Leveling speed in Dungeons & Dragons

In any level-based roleplaying game the people who run the game need to think about how fast they want the players to gain levels. There is clearly an optimum somewhere in the middle: Too fast and players get new abilities before they had time to try out the previous ones they got; too slow and players have the feeling their characters are stagnating. So while preparing my first D&D 4E campaign, I had to think about this.

My introductory adventure from level 0 to level 1 took just 2 play sessions. Or rather one-and-a-half sessions, with the second half of the second session spent "building" the level 1 characters. That was okay for the "tutorial", but I would consider this a bit too fast for the long run if my players leveled up every other session. On the other side we only play every 14 days, and even that is postponed sometimes when real life intervenes. So if I would say "lets gain a level every 6 sessions" that would mean only every 3 months, which is probably too slow.

The official 4E D&D rules help by giving good guidelines at least for the formalized parts of the game, e.g. combat. There are guidelines on how to design a "standard" combat encounter, and these are based on giving an xp "budget" and adding monsters to the encounter based on how much xp they give. The overall result is that a standard combat encounter gives 10% of the xp a player needs to level. Of course there are minor combats that give less xp and epic fights that give more. But as a fight that gives more xp also takes longer, I can do my xp math just on the standard fights. That works equally well for encounters like skill challenges or traps and hazards, which pretty much result in the same amount of xp per hour as a standard combat.

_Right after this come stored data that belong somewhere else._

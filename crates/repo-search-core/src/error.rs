//! Error types for repo directory search.
//!
//! Structural failures (the directory store cannot be read, a cursor does
//! not decode) abort a search. Enrichment failures are reported by overlay
//! and enricher implementations as [`Error::EnrichmentDegraded`], but the
//! search engine never surfaces them to its caller.

use std::fmt;
use thiserror::Error;

/// The unified error type for repo search operations.
#[derive(Debug, Error)]
pub enum Error {
    /// The directory store could not be reached or queried.
    #[error("store unavailable: {message}")]
    StoreUnavailable { message: String },

    /// A cursor did not decode, or belongs to another ordering mode.
    #[error("invalid cursor: {reason}")]
    InvalidCursor { reason: String },

    /// A moderation or related-record lookup failed for one repo.
    #[error("enrichment degraded: {message}")]
    EnrichmentDegraded { message: String },

    /// Protocol errors (XRPC errors, unexpected responses).
    #[error("protocol error: {0}")]
    Protocol(#[from] ProtocolError),

    /// Input validation errors (invalid DID, handle, NSID, URL format).
    #[error("invalid input: {0}")]
    InvalidInput(#[from] InvalidInputError),
}

impl Error {
    pub fn store_unavailable(message: impl Into<String>) -> Self {
        Error::StoreUnavailable {
            message: message.into(),
        }
    }

    pub fn invalid_cursor(reason: impl Into<String>) -> Self {
        Error::InvalidCursor {
            reason: reason.into(),
        }
    }

    pub fn enrichment(message: impl Into<String>) -> Self {
        Error::EnrichmentDegraded {
            message: message.into(),
        }
    }

    /// Machine-readable error name, as returned in XRPC error bodies.
    pub fn kind(&self) -> &'static str {
        match self {
            Error::StoreUnavailable { .. } => "StoreUnavailable",
            Error::InvalidCursor { .. } => "InvalidCursor",
            Error::EnrichmentDegraded { .. } => "EnrichmentDegraded",
            Error::Protocol(_) => "ProtocolError",
            Error::InvalidInput(_) => "InvalidRequest",
        }
    }
}

/// Protocol-level errors from XRPC responses.
#[derive(Debug)]
pub struct ProtocolError {
    /// HTTP status code.
    pub status: u16,
    /// XRPC error code (if present).
    pub error: Option<String>,
    /// Error message from the server.
    pub message: Option<String>,
}

impl fmt::Display for ProtocolError {
    fn fmt(&self, f: &mut fmt::Formatter<'_>) -> fmt::Result {
        write!(f, "HTTP {}", self.status)?;
        if let Some(ref error) = self.error {
            write!(f, " [{}]", error)?;
        }
        if let Some(ref message) = self.message {
            write!(f, ": {}", message)?;
        }
        Ok(())
    }
}

impl std::error::Error for ProtocolError {}

impl ProtocolError {
    pub fn new(status: u16, error: Option<String>, message: Option<String>) -> Self {
        Self {
            status,
            error,
            message,
        }
    }

    /// True for 404 responses and the `RepoNotFound`/`RecordNotFound` codes.
    pub fn is_not_found(&self) -> bool {
        self.status == 404
            || self.error.as_deref() == Some("RepoNotFound")
            || self.error.as_deref() == Some("RecordNotFound")
    }
}

/// Input validation errors.
#[derive(Debug, Error)]
pub enum InvalidInputError {
    #[error("invalid DID '{value}': {reason}")]
    Did { value: String, reason: String },

    #[error("invalid handle '{value}': {reason}")]
    Handle { value: String, reason: String },

    #[error("invalid NSID '{value}': {reason}")]
    Nsid { value: String, reason: String },

    #[error("invalid service URL '{value}': {reason}")]
    ServiceUrl { value: String, reason: String },

    /// Record value is not an object with a string `$type`.
    #[error("invalid record value: {reason}")]
    RecordValue { reason: String },

    #[error("invalid config: {message}")]
    Config { message: String },

    #[error("invalid input: {message}")]
    Other { message: String },
}

#[cfg(test)]
mod tests {
    use super::*;

    #[test]
    fn kinds_are_distinct_for_fatal_errors() {
        assert_eq!(Error::store_unavailable("down").kind(), "StoreUnavailable");
        assert_eq!(Error::invalid_cursor("bad").kind(), "InvalidCursor");
    }

    #[test]
    fn protocol_error_display() {
        let err = ProtocolError::new(
            404,
            Some("RepoNotFound".to_string()),
            Some("no such repo".to_string()),
        );
        assert_eq!(err.to_string(), "HTTP 404 [RepoNotFound]: no such repo");
        assert!(err.is_not_found());
    }
}
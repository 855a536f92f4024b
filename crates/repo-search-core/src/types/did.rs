//! Decentralized Identifier (DID) type.

use serde::{Deserialize, Serialize};
use std::fmt;
use std::str::FromStr;

use crate::error::{Error, InvalidInputError};

/// A validated Decentralized Identifier (DID).
///
/// DIDs are the immutable identity of a repo. They order by their string
/// form, which is the tie-break used by every search ordering.
///
/// # Example
///
/// ```
/// use repo_search_core::Did;
///
/// let did = Did::new("did:plc:z72i7hdynmk6r22z27h6tvur").unwrap();
/// assert!(did < Did::new("did:web:example.com").unwrap());
/// ```
#[derive(Clone, Debug, PartialEq, Eq, PartialOrd, Ord, Hash, Serialize, Deserialize)]
#[serde(try_from = "String", into = "String")]
pub struct Did(String);

impl Did {
    /// Create a new DID from a string, validating the format.
    ///
    /// # Errors
    ///
    /// Returns an error if the string is not a valid DID format.
    pub fn new(s: impl Into<String>) -> Result<Self, Error> {
        let s = s.into();
        Self::validate(&s)?;
        Ok(Self(s))
    }

    pub fn as_str(&self) -> &str {
        &self.0
    }

    fn validate(s: &str) -> Result<(), Error> {
        let invalid = |reason: &str| -> Error {
            InvalidInputError::Did {
                value: s.to_string(),
                reason: reason.to_string(),
            }
            .into()
        };

        let rest = s
            .strip_prefix("did:")
            .ok_or_else(|| invalid("must start with 'did:'"))?;

        let (method, identifier) = rest
            .split_once(':')
            .ok_or_else(|| invalid("must have format 'did:<method>:<identifier>'"))?;

        if method.is_empty() || !method.chars().all(|c| c.is_ascii_lowercase()) {
            return Err(invalid("method must be non-empty lowercase letters"));
        }

        if identifier.is_empty() {
            return Err(invalid("identifier must be non-empty"));
        }

        if let Some(c) = identifier
            .chars()
            .find(|c| !c.is_ascii_alphanumeric() && !matches!(c, '.' | '_' | ':' | '%' | '-'))
        {
            return Err(invalid(&format!("identifier contains invalid character '{}'", c)));
        }

        if identifier.ends_with([':', '%']) {
            return Err(invalid("identifier must not end with ':' or '%'"));
        }

        if identifier.contains("..") {
            return Err(invalid("identifier must not contain '..'"));
        }

        Ok(())
    }
}

impl fmt::Display for Did {
    fn fmt(&self, f: &mut fmt::Formatter<'_>) -> fmt::Result {
        write!(f, "{}", self.0)
    }
}

impl FromStr for Did {
    type Err = Error;

    fn from_str(s: &str) -> Result<Self, Self::Err> {
        Self::new(s)
    }
}

impl TryFrom<String> for Did {
    type Error = Error;

    fn try_from(s: String) -> Result<Self, Self::Error> {
        Self::new(s)
    }
}

impl From<Did> for String {
    fn from(did: Did) -> Self {
        did.0
    }
}

impl AsRef<str> for Did {
    fn as_ref(&self) -> &str {
        &self.0
    }
}
//! XRPC plumbing.

pub mod client;
pub mod endpoints;
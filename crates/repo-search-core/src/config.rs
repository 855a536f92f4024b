//! Search configuration.
//!
//! Values come from defaults, then environment variables, then whatever the
//! host applies on top (CLI flags). Unparsable environment values fall back
//! to the default rather than failing startup.

use std::str::FromStr;

use serde::{Deserialize, Serialize};
use tracing::warn;

use crate::Result;
use crate::error::InvalidInputError;

pub const ENV_DEFAULT_LIMIT: &str = "REPO_SEARCH_DEFAULT_LIMIT";
pub const ENV_MAX_LIMIT: &str = "REPO_SEARCH_MAX_LIMIT";
pub const ENV_SIMILARITY_THRESHOLD: &str = "REPO_SEARCH_SIMILARITY_THRESHOLD";
pub const ENV_FUZZY: &str = "REPO_SEARCH_FUZZY";

/// Tuning for [`SearchEngine`](crate::SearchEngine).
#[derive(Debug, Clone, PartialEq, Serialize, Deserialize)]
#[serde(default)]
pub struct SearchConfig {
    /// Page size when the request has no limit.
    pub default_limit: usize,
    /// Largest page size a request may ask for.
    pub max_limit: usize,
    /// Similarity above which a fuzzy match counts.
    pub similarity_threshold: f32,
    /// Use fuzzy matching on backends that support it.
    pub fuzzy: bool,
}

impl Default for SearchConfig {
    fn default() -> Self {
        Self {
            default_limit: 50,
            max_limit: 100,
            similarity_threshold: 0.2,
            fuzzy: true,
        }
    }
}

impl SearchConfig {
    /// Read configuration from the process environment.
    pub fn from_env() -> Result<Self> {
        Self::from_lookup(|key| std::env::var(key).ok())
    }

    /// Read configuration through `lookup`, validating the result.
    pub fn from_lookup(lookup: impl Fn(&str) -> Option<String>) -> Result<Self> {
        let defaults = Self::default();
        let config = Self {
            default_limit: parse_with_fallback(
                ENV_DEFAULT_LIMIT,
                lookup(ENV_DEFAULT_LIMIT),
                defaults.default_limit,
            ),
            max_limit: parse_with_fallback(ENV_MAX_LIMIT, lookup(ENV_MAX_LIMIT), defaults.max_limit),
            similarity_threshold: parse_with_fallback(
                ENV_SIMILARITY_THRESHOLD,
                lookup(ENV_SIMILARITY_THRESHOLD),
                defaults.similarity_threshold,
            ),
            fuzzy: lookup(ENV_FUZZY)
                .map(|v| !matches!(v.trim().to_ascii_lowercase().as_str(), "0" | "false" | "off"))
                .unwrap_or(defaults.fuzzy),
        };

        config.validate()?;
        Ok(config)
    }

    pub fn validate(&self) -> Result<()> {
        let invalid = |message: &str| -> Result<()> {
            Err(InvalidInputError::Config {
                message: message.to_string(),
            }
            .into())
        };

        if self.max_limit == 0 {
            return invalid("max_limit must be greater than zero");
        }
        if self.default_limit == 0 || self.default_limit > self.max_limit {
            return invalid("default_limit must be between 1 and max_limit");
        }
        if !(0.0..1.0).contains(&self.similarity_threshold) {
            return invalid("similarity_threshold must be in [0, 1)");
        }

        Ok(())
    }

    /// Page size for a requested limit: default when absent, clamped to `1..=max_limit`.
    pub fn clamp_limit(&self, requested: Option<i64>) -> usize {
        match requested {
            None => self.default_limit,
            Some(n) if n < 1 => 1,
            Some(n) => usize::try_from(n)
                .unwrap_or(usize::MAX)
                .min(self.max_limit),
        }
    }
}

fn parse_with_fallback<T: FromStr + Copy>(key: &str, value: Option<String>, fallback: T) -> T {
    match value {
        None => fallback,
        Some(raw) => raw.trim().parse().unwrap_or_else(|_| {
            warn!(key, value = %raw, "ignoring unparsable config value");
            fallback
        }),
    }
}
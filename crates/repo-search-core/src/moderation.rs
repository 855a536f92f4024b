//! Moderation actions as seen by the search overlay.

use serde::ser::SerializeMap;
use serde::{Deserialize, Serialize, Serializer};

use crate::types::Did;

/// The kind of a moderation action.
#[derive(Debug, Clone, Copy, PartialEq, Eq, Hash, Serialize, Deserialize)]
pub enum ActionKind {
    #[serde(rename = "com.atproto.admin.defs#takedown")]
    Takedown,
    #[serde(rename = "com.atproto.admin.defs#flag")]
    Flag,
    #[serde(rename = "com.atproto.admin.defs#acknowledge")]
    Acknowledge,
    #[serde(rename = "com.atproto.admin.defs#escalate")]
    Escalate,
}

/// A moderation action taken against a repo.
#[derive(Debug, Clone, PartialEq, Eq, Serialize, Deserialize)]
#[serde(rename_all = "camelCase")]
pub struct ModerationAction {
    pub id: u64,
    pub action: ActionKind,
    pub subject_did: Did,
}

/// Moderation state attached to a search row.
///
/// Serializes as `{}` when there is no current action (or it could not be
/// read) and `{"currentAction": {"action": ..., "id": ...}}` otherwise.
#[derive(Debug, Clone, PartialEq, Eq, Default)]
pub enum ModerationState {
    #[default]
    Clear,
    Current(ModerationAction),
    /// The overlay could not be read for this repo.
    Unknown,
}

impl ModerationState {
    pub fn current_action(&self) -> Option<&ModerationAction> {
        match self {
            ModerationState::Current(action) => Some(action),
            _ => None,
        }
    }

    pub fn is_unknown(&self) -> bool {
        matches!(self, ModerationState::Unknown)
    }

    pub fn is_taken_down(&self) -> bool {
        self.current_action()
            .is_some_and(|a| a.action == ActionKind::Takedown)
    }
}

impl From<Option<ModerationAction>> for ModerationState {
    fn from(action: Option<ModerationAction>) -> Self {
        action.map_or(ModerationState::Clear, ModerationState::Current)
    }
}

#[derive(Serialize)]
struct CurrentActionView {
    action: ActionKind,
    id: u64,
}

impl Serialize for ModerationState {
    fn serialize<S>(&self, serializer: S) -> Result<S::Ok, S::Error>
    where
        S: Serializer,
    {
        match self.current_action() {
            Some(action) => {
                let mut map = serializer.serialize_map(Some(1))?;
                map.serialize_entry(
                    "currentAction",
                    &CurrentActionView {
                        action: action.action,
                        id: action.id,
                    },
                )?;
                map.end()
            }
            None => serializer.serialize_map(Some(0))?.end(),
        }
    }
}

#[cfg(test)]
mod tests {
    use super::*;
    use serde_json::json;

    #[test]
    fn serializes_current_action() {
        let state = ModerationState::Current(ModerationAction {
            id: 1,
            action: ActionKind::Takedown,
            subject_did: Did::new("did:plc:cara").unwrap(),
        });

        assert!(state.is_taken_down());
        assert_eq!(
            serde_json::to_value(&state).unwrap(),
            json!({
                "currentAction": {
                    "action": "com.atproto.admin.defs#takedown",
                    "id": 1
                }
            })
        );
    }

    #[test]
    fn clear_and_unknown_serialize_empty() {
        assert_eq!(serde_json::to_value(ModerationState::Clear).unwrap(), json!({}));
        assert_eq!(serde_json::to_value(ModerationState::Unknown).unwrap(), json!({}));
    }

    #[test]
    fn action_kind_wire_names() {
        let kind: ActionKind =
            serde_json::from_value(json!("com.atproto.admin.defs#escalate")).unwrap();
        assert_eq!(kind, ActionKind::Escalate);
    }
}
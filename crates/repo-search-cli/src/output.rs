//! Output formatting helpers.

use anyhow::Result;
use colored::Colorize;
use serde::Serialize;

/// Print a success message.
pub fn success(msg: &str) {
    println!("{} {}", "✓".green(), msg);
}

/// Print a labeled field.
pub fn field(label: &str, value: &str) {
    println!("{}: {}", label.dimmed(), value);
}

/// Print a dimmed note on stderr.
pub fn note(msg: &str) {
    eprintln!("{}", msg.dimmed());
}

/// Print the next-page cursor on stderr.
pub fn cursor(cursor: &str) {
    eprintln!();
    eprintln!("{}: {}", "Next cursor".dimmed(), cursor);
}

/// Print a value as compact JSON.
pub fn json<T: Serialize>(value: &T) -> Result<()> {
    let json = serde_json::to_string(value)?;
    println!("{}", json);
    Ok(())
}

/// Print a value as pretty-printed JSON.
pub fn json_pretty<T: Serialize>(value: &T) -> Result<()> {
    let json = serde_json::to_string_pretty(value)?;
    println!("{}", json);
    Ok(())
}
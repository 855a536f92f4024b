use std::path::Path;
use std::process::{Command, Output};

use url::Url;

/// File URL for a directory root.
pub fn file_url(path: &Path) -> String {
    Url::from_directory_path(path)
        .expect("Failed to convert path to file URL")
        .to_string()
}

/// Run the CLI binary with arguments.
pub fn run_cli(args: &[&str]) -> Output {
    let mut cmd = Command::new(env!("CARGO_BIN_EXE_repo-search"));
    cmd.args(args);
    cmd.env("NO_COLOR", "1");
    cmd.env_remove("RUST_LOG");
    cmd.output().expect("Failed to execute CLI")
}

/// Run the CLI and expect success.
pub fn run_cli_success(args: &[&str]) -> String {
    let output = run_cli(args);
    if !output.status.success() {
        let stderr = String::from_utf8_lossy(&output.stderr);
        panic!("CLI command failed: {:?}\nstderr: {}", args, stderr);
    }
    String::from_utf8_lossy(&output.stdout).to_string()
}

/// Run the CLI and expect failure, returning stderr.
pub fn run_cli_failure(args: &[&str]) -> String {
    let output = run_cli(args);
    if output.status.success() {
        panic!("CLI command should have failed: {:?}", args);
    }
    String::from_utf8_lossy(&output.stderr).to_string()
}

/// Create an account and return its DID.
pub fn create_account(pds: &str, handle: &str) -> String {
    let stdout = run_cli_success(&["repo", "--pds", pds, "create-account", handle]);
    stdout
        .split_whitespace()
        .find(|word| word.starts_with("did:plc:"))
        .expect("DID in create-account output")
        .to_string()
}

/// The `Next cursor` line printed on stderr, if any.
pub fn next_cursor(stderr: &str) -> Option<String> {
    stderr
        .lines()
        .find_map(|line| line.strip_prefix("Next cursor: "))
        .map(|c| c.trim().to_string())
}
//! Repo directory trait.

use async_trait::async_trait;

use crate::Result;
use crate::cursor::{ListingKey, MatchKey};
use crate::matching::{MatchStrategy, SearchTerm};
use crate::repo::{RankedRepo, Repo};

/// What a directory backend can evaluate natively.
#[derive(Debug, Clone, Copy, PartialEq, Eq)]
pub struct Capabilities {
    /// The backend can rank by trigram similarity.
    pub similarity: bool,
}

impl Capabilities {
    pub const EXACT_ONLY: Capabilities = Capabilities { similarity: false };
    pub const SIMILARITY: Capabilities = Capabilities { similarity: true };
}

/// A term query against a directory.
#[derive(Debug, Clone, Copy)]
pub struct MatchQuery<'a> {
    pub term: &'a SearchTerm,
    pub strategy: MatchStrategy,
}

/// The canonical set of repos known to a service.
///
/// Both reads are keyset-paginated: implementations return rows ordered by
/// key ascending, starting strictly after `after`, at most `limit` of them.
#[async_trait]
pub trait RepoDirectory: Send + Sync {
    fn capabilities(&self) -> Capabilities;

    /// Repos ordered by `(indexed_at, did)`.
    async fn list_repos(&self, after: Option<&ListingKey>, limit: usize) -> Result<Vec<Repo>>;

    /// Repos matching `query`, ordered by `(rank, did)`.
    async fn match_repos(
        &self,
        query: &MatchQuery<'_>,
        after: Option<&MatchKey>,
        limit: usize,
    ) -> Result<Vec<RankedRepo>>;
}

/// Sort `rows` by key and keep at most `limit` rows strictly after `after`.
///
/// Shared by backends that evaluate a full candidate set in memory.
pub fn seek_page<T, K, F>(mut rows: Vec<T>, key: F, after: Option<&K>, limit: usize) -> Vec<T>
where
    K: Ord,
    F: Fn(&T) -> K,
{
    rows.sort_by_key(|row| key(row));
    rows.into_iter()
        .filter(|row| after.is_none_or(|after| key(row) > *after))
        .take(limit)
        .collect()
}
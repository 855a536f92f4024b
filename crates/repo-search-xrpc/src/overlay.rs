//! Moderation overlay over `com.atproto.admin.getRepo`.

use async_trait::async_trait;
use tracing::{debug, instrument};

use repo_search_core::error::Error;
use repo_search_core::{Did, ModerationAction, ModerationOverlay, Result, ServiceUrl};

use crate::xrpc::client::XrpcClient;
use crate::xrpc::endpoints::{GET_REPO, GetRepoQuery, GetRepoResponse};

/// Reads the current moderation action of a repo from a remote service.
#[derive(Debug, Clone)]
pub struct XrpcModerationOverlay {
    client: XrpcClient,
    admin_token: String,
}

impl XrpcModerationOverlay {
    pub fn new(service: ServiceUrl, admin_token: impl Into<String>) -> Result<Self> {
        Ok(Self::with_client(XrpcClient::new(service)?, admin_token))
    }

    pub fn with_client(client: XrpcClient, admin_token: impl Into<String>) -> Self {
        Self {
            client,
            admin_token: admin_token.into(),
        }
    }
}

#[async_trait]
impl ModerationOverlay for XrpcModerationOverlay {
    #[instrument(skip(self), fields(service = %self.client.service()))]
    async fn current_action(&self, did: &Did) -> Result<Option<ModerationAction>> {
        let query = GetRepoQuery { did: did.as_str() };
        let response: GetRepoResponse = match self
            .client
            .query_authed(GET_REPO, &query, &self.admin_token)
            .await
        {
            Ok(response) => response,
            Err(Error::Protocol(e)) if e.is_not_found() => {
                debug!("Repo unknown to moderation service");
                return Ok(None);
            }
            Err(e) => return Err(Error::enrichment(format!("getRepo {}: {}", did, e))),
        };

        if response.did != did.as_str() {
            return Err(Error::enrichment(format!(
                "getRepo {} answered for {}",
                did, response.did
            )));
        }

        Ok(response
            .moderation
            .current_action
            .map(|current| ModerationAction {
                id: current.id,
                action: current.action,
                subject_did: did.clone(),
            }))
    }
}
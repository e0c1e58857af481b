//! MCP transports: stdio, and streamable HTTP served by axum.

use crate::proxy::McpProxy;
use anyhow::Context as _;
use axum::Router;
use axum::extract::State;
use axum::routing::get;
use rmcp::ServiceExt as _;
use rmcp::transport::streamable_http_server::session::local::LocalSessionManager;
use rmcp::transport::streamable_http_server::{StreamableHttpServerConfig, StreamableHttpService};
use serde_json::{Value, json};
use std::net::SocketAddr;

/// Serve MCP over stdin/stdout until the client disconnects.
///
/// # Errors
///
/// Fails if the MCP handshake fails or the service task aborts.
pub async fn serve_stdio(proxy: McpProxy) -> anyhow::Result<()> {
    tracing::info!("Serving MCP over stdio");
    let service = proxy
        .serve(rmcp::transport::stdio())
        .await
        .context("start stdio MCP service")?;
    let reason = service.waiting().await.context("stdio MCP service")?;
    tracing::info!(reason = ?reason, "stdio MCP service stopped");
    Ok(())
}

/// Axum router: MCP at `/mcp`, liveness at `/health`.
pub fn router(proxy: McpProxy) -> Router {
    let tool_count = proxy.tools().len();
    let mcp = {
        let proxy = proxy.clone();
        StreamableHttpService::new(
            move || Ok(proxy.clone()),
            LocalSessionManager::default().into(),
            StreamableHttpServerConfig::default(),
        )
    };

    Router::new()
        .route("/health", get(health))
        .with_state(tool_count)
        .nest_service("/mcp", mcp)
}

async fn health(State(tools): State<usize>) -> axum::Json<Value> {
    axum::Json(json!({ "status": "ok", "tools": tools }))
}

/// Serve streamable HTTP on `bind` until Ctrl-C / SIGTERM.
///
/// # Errors
///
/// Fails if the address cannot be bound or the server errors.
pub async fn serve_http(proxy: McpProxy, bind: SocketAddr) -> anyhow::Result<()> {
    let listener = tokio::net::TcpListener::bind(bind)
        .await
        .with_context(|| format!("bind {bind}"))?;
    let addr = listener.local_addr().context("read bound address")?;
    tracing::info!(addr = %addr, "Serving MCP over streamable HTTP at /mcp");

    axum::serve(listener, router(proxy))
        .with_graceful_shutdown(shutdown_signal())
        .await
        .context("HTTP server")?;
    tracing::info!("HTTP server stopped");
    Ok(())
}

async fn shutdown_signal() {
    let ctrl_c = async {
        if let Err(e) = tokio::signal::ctrl_c().await {
            tracing::warn!(error = %e, "failed to install Ctrl-C handler");
            std::future::pending::<()>().await;
        }
    };

    #[cfg(unix)]
    let terminate = async {
        match tokio::signal::unix::signal(tokio::signal::unix::SignalKind::terminate()) {
            Ok(mut sig) => {
                sig.recv().await;
            }
            Err(e) => {
                tracing::warn!(error = %e, "failed to install SIGTERM handler");
                std::future::pending::<()>().await;
            }
        }
    };

    #[cfg(not(unix))]
    let terminate = std::future::pending::<()>();

    tokio::select! {
        () = ctrl_c => {},
        () = terminate => {},
    }
}
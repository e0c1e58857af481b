//! Redaction helpers for outbound HTTP diagnostics.
//!
//! Upstream URLs may carry credentials or tokens in the userinfo or query string. Anything that
//! ends up in a log line goes through these helpers first.

use url::Url;

/// Drop credentials, query and fragment from a URL.
#[must_use]
pub fn redact_url(url: &Url) -> String {
    let mut u = url.clone();
    let _ = u.set_username("");
    let _ = u.set_password(None);
    u.set_query(None);
    u.set_fragment(None);
    u.to_string()
}

/// Render a `reqwest` error with its URL redacted.
#[must_use]
pub fn sanitize_reqwest_error(e: &reqwest::Error) -> String {
    let mut msg = e.to_string();
    if let Some(u) = e.url() {
        msg = msg.replace(u.as_str(), &redact_url(u));
    }
    msg
}
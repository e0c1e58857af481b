//! Error types for the MCP proxy.

use openapi_mcp_http::safety::sanitize_reqwest_error;
use openapi_mcp_tools::error::ExecuteError;
use rmcp::model::{CallToolResult, Content};
use thiserror::Error;

/// Per-call failures surfaced to MCP clients.
#[derive(Error, Debug)]
pub enum ProxyError {
    /// No catalog entry for the requested tool name. No HTTP request is issued.
    #[error("Method {0} not found")]
    ToolNotFound(String),

    #[error(transparent)]
    Execute(#[from] ExecuteError),
}

impl ProxyError {
    /// Client-facing message. Transport failures have their request URL redacted.
    #[must_use]
    pub fn message(&self) -> String {
        match self {
            ProxyError::Execute(ExecuteError::Transport(e)) => sanitize_reqwest_error(e),
            other => other.to_string(),
        }
    }

    /// Render as a failed tool call (`isError: true`) carrying the error message.
    #[must_use]
    pub fn into_call_result(self) -> CallToolResult {
        CallToolResult {
            content: vec![Content::text(self.message())],
            structured_content: None,
            is_error: Some(true),
            meta: None,
        }
    }
}

/// Result type alias for proxy calls.
pub type Result<T> = std::result::Result<T, ProxyError>;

Where it gets a bit trickier is when it comes to roleplaying. On the one side you want players to roleplay, to interact with the NPCs, to discuss the situation among each other. But giving out xp directly for roleplaying is difficult, especially since naturally some players are more talkative than others. This is where quests come in in my campaign: If there is a murder mystery or similar situation, the players would get a quest which rewards them with xp for solving it. Thus the time spent roleplaying isn't perceived as "lost". And the leveling speed isn't slowing down just because the players spend a session with little or no combat.

The other use for quests is to give an added bonus to the "final boss fight" of the adventure. By handing out additional quest xp for having finished the adventure, the end stands out more. And as an added advantage there is a higher probability that with that added bonus the players level up, so you can handle the changes to the characters between adventures. To me that always made more sense than learning a new power in the middle of a dungeon during a rest period.

So, with the xp for roleplaying issue solved via quest xp, the different types of non-combat encounters give out as much experience as a combat encounter, that is about 10% of a level per encounter. A long adventure with 20 encounters gives 2 levels. And I think that my players will be able to do at least 2 encounters per play session, and at most 4 (Your mileage may vary, we are a bunch of middle-aged guys, not power gamers.) So my 20-encounter adventure should last around 7 play sessions, or about 3 months, for 2 levels gained. I think that is a good speed for us. I'd even say that the 10 encounters per level speed is good for D&D in general, although of course other groups will play more frequently, and/or get more encounters done per play session.

Is anyone playing the official D&D Encounters that WoTC organizes as weekly games in various game shops? I'd be interested to hear how fast you level in these. And of course if you have thoughts on leveling speed in D&D from your own campaign, feel free to comment.